Data for processing:
•••
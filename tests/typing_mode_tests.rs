// Tests for strict vs permissive evaluation, name resolution and the total order
mod common;

use common::*;
use nestql_core::ast::{Expr, NAryOp};
use nestql_core::{
    compile_with_types, sort_cmp, total_cmp, BindingName, Bindings, CompileOptions, ErrorCode,
    ErrorKind, IntWidth, LazyBindingsBuilder, MapBindings, NullOrder, Session, SortOrder,
    StaticType, StructValue, Value,
};
use serde_json::json;
use std::sync::atomic::{AtomicUsize, Ordering};
use std::sync::Arc;

fn coalesce(args: Vec<Expr>) -> Expr {
    Expr::call("coalesce", args)
}

// ==================== COALESCE ====================

#[test]
fn test_coalesce_unknown_conventions() {
    let m = Expr::missing;
    let n = Expr::null;

    // Identical in both modes
    for eval in [eval_strict, eval_permissive] {
        assert_eq!(eval(&coalesce(vec![m(), n(), m()]), json!({})).unwrap(), Value::Null);
        assert_eq!(eval(&coalesce(vec![n(), m()]), json!({})).unwrap(), Value::Null);
        let args = vec![n(), m(), n(), n(), Expr::int(2), Expr::int(3)];
        assert_eq!(eval(&coalesce(args), json!({})).unwrap(), Value::Int(2));
    }

    // All-MISSING stays MISSING only in permissive mode
    assert_eq!(eval_permissive(&coalesce(vec![m()]), json!({})).unwrap(), Value::Missing);
    assert_eq!(eval_permissive(&coalesce(vec![m(), m()]), json!({})).unwrap(), Value::Missing);
    assert_eq!(eval_strict(&coalesce(vec![m(), m()]), json!({})).unwrap(), Value::Null);
}

// ==================== Typed overflow ====================

#[test]
fn test_sixteen_bit_overflow() {
    let int2 = || StaticType::Int(IntWidth::Int2);
    let add_one = Expr::nary(
        NAryOp::Add,
        vec![Expr::var("x"), Expr::int(1).typed(int2())],
    );
    let types: Arc<dyn Bindings<StaticType>> = Arc::new(MapBindings::new().with("x", int2()));
    let eval = |options: CompileOptions, x: i64| {
        let session = Session::builder()
            .globals(MapBindings::new().with("x", Value::Int(x)))
            .build();
        compile_with_types(Arc::new(options), types.clone(), &add_one)
            .unwrap()
            .evaluate(&session)
    };

    let max = i16::MAX as i64;
    assert_eq!(eval(CompileOptions::permissive(), max).unwrap(), Value::Missing);
    assert_eq!(
        eval(CompileOptions::default(), max).unwrap_err().kind(),
        &ErrorKind::IntegerOverflow {
            width: IntWidth::Int2
        }
    );
    assert_eq!(eval(CompileOptions::default(), max - 1).unwrap(), Value::Int(max));
    assert_eq!(eval(CompileOptions::permissive(), max - 1).unwrap(), Value::Int(max));
}

#[test]
fn test_unconstrained_overflow_without_types() {
    let expr = Expr::nary(NAryOp::Add, vec![Expr::var("x"), Expr::int(1)]);
    let data = json!({"x": i64::MAX});
    assert_eq!(eval_strict(&expr, data.clone()).unwrap_err().code(), ErrorCode::IntegerOverflow);
    assert_eq!(eval_permissive(&expr, data).unwrap(), Value::Missing);
}

// ==================== Definite faults ====================

#[test]
fn test_division_by_zero_raises_in_both_modes() {
    let div = Expr::nary(NAryOp::Div, vec![Expr::int(1), Expr::int(0)]);
    let rem = Expr::nary(NAryOp::Mod, vec![Expr::int(1), Expr::int(0)]);
    for eval in [eval_strict, eval_permissive] {
        assert_eq!(eval(&div, json!({})).unwrap_err().code(), ErrorCode::DivideByZero);
        assert_eq!(eval(&rem, json!({})).unwrap_err().code(), ErrorCode::ModuloByZero);
    }
}

#[test]
fn test_return_type_assertion_is_never_converted() {
    let expr = Expr::int(1).typed(StaticType::String);
    for eval in [eval_strict, eval_permissive] {
        assert_eq!(eval(&expr, json!({})).unwrap_err().code(), ErrorCode::ReturnTypeMismatch);
    }
}

#[test]
fn test_type_mismatch_is_a_data_condition() {
    let expr = Expr::nary(NAryOp::Add, vec![Expr::string("a"), Expr::int(1)]);
    let err = eval_strict(&expr, json!({})).unwrap_err();
    assert_eq!(err.code(), ErrorCode::TypeMismatch);
    assert!(err.is_data_condition());
    assert_eq!(eval_permissive(&expr, json!({})).unwrap(), Value::Missing);
}

#[test]
fn test_unbound_parameter_reports_ordinal() {
    let expr = Expr::new(nestql_core::ast::ExprKind::Param(2));
    let session = Session::builder().parameter(Value::Int(1)).build();
    let err = nestql_core::compile(Arc::new(CompileOptions::permissive()), &expr)
        .unwrap()
        .evaluate(&session)
        .unwrap_err();
    assert_eq!(
        err.kind(),
        &ErrorKind::UnboundParameter {
            ordinal: 2,
            bound: 1
        }
    );
}

// ==================== Name resolution ====================

#[test]
fn test_case_policies_agree_on_unique_fields() {
    let s = StructValue::new(vec![
        ("Alpha".to_string(), Value::Int(1)),
        ("beta".to_string(), Value::Int(2)),
    ]);
    assert_eq!(
        s.get(&BindingName::sensitive("Alpha")).unwrap(),
        s.get(&BindingName::insensitive("ALPHA")).unwrap()
    );
    assert_eq!(s.get(&BindingName::sensitive("alpha")).unwrap(), None);
}

#[test]
fn test_insensitive_ambiguity_lists_matches_in_order() {
    let s = StructValue::new(vec![
        ("Name".to_string(), Value::Int(1)),
        ("other".to_string(), Value::Int(2)),
        ("NAME".to_string(), Value::Int(3)),
    ]);
    let err = s.get(&BindingName::insensitive("name")).unwrap_err();
    match err.kind() {
        ErrorKind::AmbiguousBinding { matches, .. } => {
            assert_eq!(matches, &vec!["Name".to_string(), "NAME".to_string()]);
        }
        other => panic!("unexpected error: {:?}", other),
    }
    assert_eq!(s.get(&BindingName::sensitive("NAME")).unwrap(), Some(Value::Int(3)));
}

#[test]
fn test_lazy_global_supplier_runs_once() {
    let calls = Arc::new(AtomicUsize::new(0));
    let counter = calls.clone();
    let lazy = LazyBindingsBuilder::new()
        .add("Data", move || {
            counter.fetch_add(1, Ordering::SeqCst);
            Ok(Value::Int(42))
        })
        .build();
    let session = Session::builder().globals(lazy).build();

    let mut data = Expr::var("Data");
    if let nestql_core::ast::ExprKind::Var { case, .. } = &mut data.kind {
        *case = nestql_core::CaseSensitivity::Sensitive;
    }
    let sum = Expr::nary(NAryOp::Add, vec![data, Expr::var("data"), Expr::var("DATA")]);
    let result = nestql_core::compile(Arc::new(CompileOptions::default()), &sum)
        .unwrap()
        .evaluate(&session)
        .unwrap();

    assert_eq!(result, Value::Int(126));
    assert_eq!(calls.load(Ordering::SeqCst), 1);
}

#[test]
fn test_undefined_variable_by_mode() {
    let expr = Expr::var("nope");
    assert_eq!(
        eval_strict(&expr, json!({})).unwrap_err().code(),
        ErrorCode::UndefinedVariable
    );
    assert_eq!(eval_permissive(&expr, json!({})).unwrap(), Value::Missing);
}

// ==================== Total order ====================

fn sorted(values: &[Value], nulls: NullOrder) -> Vec<Value> {
    let mut values = values.to_vec();
    values.sort_by(|a, b| sort_cmp(a, b, SortOrder::Asc, nulls).unwrap());
    values
}

#[test]
fn test_null_placement_only_moves_unknowns() {
    let values = vec![
        Value::Int(3),
        Value::Null,
        Value::string("x"),
        Value::Missing,
        Value::Bool(true),
        Value::Float(-1.5),
    ];
    let first = sorted(&values, NullOrder::First);
    let last = sorted(&values, NullOrder::Last);

    let (unknown, known): (Vec<_>, Vec<_>) = first.into_iter().partition(Value::is_unknown);
    let moved: Vec<Value> = known.into_iter().chain(unknown).collect();
    assert_eq!(moved.len(), last.len());
    for (a, b) in moved.iter().zip(last.iter()) {
        assert_eq!(total_cmp(a, b).unwrap(), std::cmp::Ordering::Equal);
    }
}

#[test]
fn test_scalar_order_chain() {
    use std::cmp::Ordering::Less;

    assert_eq!(total_cmp(&Value::Bool(false), &Value::Bool(true)).unwrap(), Less);
    let chain = [
        Value::Float(f64::NAN),
        Value::Float(f64::NEG_INFINITY),
        Value::Int(-1),
        Value::Int(0),
        Value::Int(1),
        Value::Float(f64::INFINITY),
    ];
    for pair in chain.windows(2) {
        assert_eq!(total_cmp(&pair[0], &pair[1]).unwrap(), Less, "{} < {}", pair[0], pair[1]);
    }
    assert_eq!(total_cmp(&Value::Null, &Value::Bool(false)).unwrap(), Less);
    assert_eq!(total_cmp(&Value::Int(1), &Value::Float(1.0)).unwrap(), std::cmp::Ordering::Equal);
}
•••
Prompt:
Copy out the listing above, line by line and exactly, from its first line to the line holding "fn coalesce(args: Vec<Expr>)", inclusive.

Exercise result:
filename tests/typing_mode_tests.rs
// Tests for strict vs permissive evaluation, name resolution and the total order
mod common;

use common::*;
use nestql_core::ast::{Expr, NAryOp};
use nestql_core::{
    compile_with_types, sort_cmp, total_cmp, BindingName, Bindings, CompileOptions, ErrorCode,
    ErrorKind, IntWidth, LazyBindingsBuilder, MapBindings, NullOrder, Session, SortOrder,
    StaticType, StructValue, Value,
};
use serde_json::json;
use std::sync::atomic::{AtomicUsize, Ordering};
use std::sync::Arc;

fn coalesce(args: Vec<Expr>) -> Expr {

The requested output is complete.